Your task =
From the first line through the last, transcribe the listing word for word.

┄┄┄┄┄┄┄┄┄┄

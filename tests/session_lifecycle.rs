//! Store lifetimes: QR token expiry and inactivity eviction.

mod common;

use std::time::Duration;

use tokio::time;

use common::{single_choice, World};
use live_quiz::adapters::{SessionStoreConfig, SessionSweeper, SweeperConfig};
use live_quiz::application::{
    GameCommand, GameCommandOutput, GetGameStateQuery, IssueQrTokenCommand, ResolveQrTokenQuery,
};
use live_quiz::domain::game::{GameError, GameState, QrToken, SessionPin};
use live_quiz::ports::SessionStore;

async fn let_background_run() {
    for _ in 0..10 {
        tokio::task::yield_now().await;
    }
}

async fn resolve(world: &World, token: &QrToken) -> Result<SessionPin, GameError> {
    world
        .bus
        .dispatch(
            GameCommand::ResolveQrToken(ResolveQrTokenQuery {
                token: token.clone(),
            }),
            &world.metadata(),
        )
        .await
        .map(|output| match output {
            GameCommandOutput::QrTokenResolved(resolved) => resolved.pin,
            other => panic!("unexpected output {:?}", other),
        })
}

async fn state(world: &World, pin: &SessionPin) -> Result<GameState, GameError> {
    world
        .bus
        .dispatch(
            GameCommand::GetGameState(GetGameStateQuery { pin: pin.clone() }),
            &world.metadata(),
        )
        .await
        .map(|output| match output {
            GameCommandOutput::State(view) => view.state,
            other => panic!("unexpected output {:?}", other),
        })
}

#[tokio::test(start_paused = true)]
async fn qr_token_resolves_before_ttl_and_not_after() {
    let world = World::new(vec![single_choice("Capital of France?", 1000, 20)]).await;
    let game = world.create().await;

    time::advance(Duration::from_secs(9 * 60)).await;
    assert_eq!(resolve(&world, &game.qr_token).await.unwrap(), game.pin);

    time::advance(Duration::from_secs(60)).await;
    assert!(matches!(
        resolve(&world, &game.qr_token).await,
        Err(GameError::NotFound { .. })
    ));

    // The session outlives its first token.
    assert_eq!(state(&world, &game.pin).await.unwrap(), GameState::Lobby);
}

#[tokio::test(start_paused = true)]
async fn reissued_token_starts_a_fresh_ttl() {
    let world = World::new(vec![single_choice("Capital of France?", 1000, 20)]).await;
    let game = world.create().await;

    time::advance(Duration::from_secs(8 * 60)).await;
    let GameCommandOutput::QrTokenIssued(fresh) = world
        .bus
        .dispatch(
            GameCommand::IssueQrToken(IssueQrTokenCommand {
                pin: game.pin.clone(),
                host_id: world.host.clone(),
            }),
            &world.metadata(),
        )
        .await
        .unwrap()
    else {
        panic!("expected a token");
    };

    time::advance(Duration::from_secs(5 * 60)).await;
    assert!(resolve(&world, &game.qr_token).await.is_err());
    assert_eq!(resolve(&world, &fresh).await.unwrap(), game.pin);
}

#[tokio::test(start_paused = true)]
async fn sweeper_evicts_idle_games_and_frees_their_pins() {
    let world = World::with_store_config(
        vec![single_choice("Capital of France?", 1000, 20)],
        SessionStoreConfig {
            qr_token_ttl: Duration::from_secs(600),
            inactivity_threshold: Duration::from_secs(3600),
        },
    )
    .await;
    let idle = world.create().await;
    let busy = world.create().await;
    let sweeper = SessionSweeper::start(world.sessions.clone(), SweeperConfig::default());

    // Keep one game active every 20 minutes.
    for _ in 0..4 {
        time::advance(Duration::from_secs(20 * 60)).await;
        let_background_run().await;
        assert_eq!(state(&world, &busy.pin).await.unwrap(), GameState::Lobby);
    }

    assert!(matches!(
        state(&world, &idle.pin).await,
        Err(GameError::NotFound { .. })
    ));
    assert!(!world.pins.contains(&idle.pin).await);
    assert!(world.pins.contains(&busy.pin).await);
    assert_eq!(world.sessions.count().await.unwrap(), 1);
    // Expired tokens of both games were purged by the token sweep.
    assert_eq!(world.sessions.token_count().await, 0);

    sweeper.stop().await;
}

┄┄┄┄┄┄┄┄┄┄

Solution for this exercise =
filename tests/session_lifecycle.rs
//! Store lifetimes: QR token expiry and inactivity eviction.

mod common;

use std::time::Duration;

use tokio::time;

use common::{single_choice, World};
use live_quiz::adapters::{SessionStoreConfig, SessionSweeper, SweeperConfig};
use live_quiz::application::{
    GameCommand, GameCommandOutput, GetGameStateQuery, IssueQrTokenCommand, ResolveQrTokenQuery,
};
use live_quiz::domain::game::{GameError, GameState, QrToken, SessionPin};
use live_quiz::ports::SessionStore;

async fn let_background_run() {
    for _ in 0..10 {
        tokio::task::yield_now().await;
    }
}

async fn resolve(world: &World, token: &QrToken) -> Result<SessionPin, GameError> {
    world
        .bus
        .dispatch(
            GameCommand::ResolveQrToken(ResolveQrTokenQuery {
                token: token.clone(),
            }),
            &world.metadata(),
        )
        .await
        .map(|output| match output {
            GameCommandOutput::QrTokenResolved(resolved) => resolved.pin,
            other => panic!("unexpected output {:?}", other),
        })
}

async fn state(world: &World, pin: &SessionPin) -> Result<GameState, GameError> {
    world
        .bus
        .dispatch(
            GameCommand::GetGameState(GetGameStateQuery { pin: pin.clone() }),
            &world.metadata(),
        )
        .await
        .map(|output| match output {
            GameCommandOutput::State(view) => view.state,
            other => panic!("unexpected output {:?}", other),
        })
}

#[tokio::test(start_paused = true)]
async fn qr_token_resolves_before_ttl_and_not_after() {
    let world = World::new(vec![single_choice("Capital of France?", 1000, 20)]).await;
    let game = world.create().await;

    time::advance(Duration::from_secs(9 * 60)).await;
    assert_eq!(resolve(&world, &game.qr_token).await.unwrap(), game.pin);

    time::advance(Duration::from_secs(60)).await;
    assert!(matches!(
        resolve(&world, &game.qr_token).await,
        Err(GameError::NotFound { .. })
    ));

    // The session outlives its first token.
    assert_eq!(state(&world, &game.pin).await.unwrap(), GameState::Lobby);
}

#[tokio::test(start_paused = true)]
async fn reissued_token_starts_a_fresh_ttl() {
    let world = World::new(vec![single_choice("Capital of France?", 1000, 20)]).await;
    let game = world.create().await;

    time::advance(Duration::from_secs(8 * 60)).await;
    let GameCommandOutput::QrTokenIssued(fresh) = world
        .bus
        .dispatch(
            GameCommand::IssueQrToken(IssueQrTokenCommand {
                pin: game.pin.clone(),
                host_id: world.host.clone(),
            }),
            &world.metadata(),
        )
        .await
        .unwrap()
    else {
        panic!("expected a token");
    };

    time::advance(Duration::from_secs(5 * 60)).await;
    assert!(resolve(&world, &game.qr_token).await.is_err());
    assert_eq!(resolve(&world, &fresh).await.unwrap(), game.pin);
}

#[tokio::test(start_paused = true)]
async fn sweeper_evicts_idle_games_and_frees_their_pins() {
    let world = World::with_store_config(
        vec![single_choice("Capital of France?", 1000, 20)],
        SessionStoreConfig {
            qr_token_ttl: Duration::from_secs(600),
            inactivity_threshold: Duration::from_secs(3600),
        },
    )
    .await;
    let idle = world.create().await;
    let busy = world.create().await;
    let sweeper = SessionSweeper::start(world.sessions.clone(), SweeperConfig::default());

    // Keep one game active every 20 minutes.
    for _ in 0..4 {
        time::advance(Duration::from_secs(20 * 60)).await;
        let_background_run().await;
        assert_eq!(state(&world, &busy.pin).await.unwrap(), GameState::Lobby);
    }

    assert!(matches!(
        state(&world, &idle.pin).await,
        Err(GameError::NotFound { .. })
    ));
    assert!(!world.pins.contains(&idle.pin).await);
    assert!(world.pins.contains(&busy.pin).await);
    assert_eq!(world.sessions.count().await.unwrap(), 1);
    // Expired tokens of both games were purged by the token sweep.
    assert_eq!(world.sessions.token_count().await, 0);

    sweeper.stop().await;
}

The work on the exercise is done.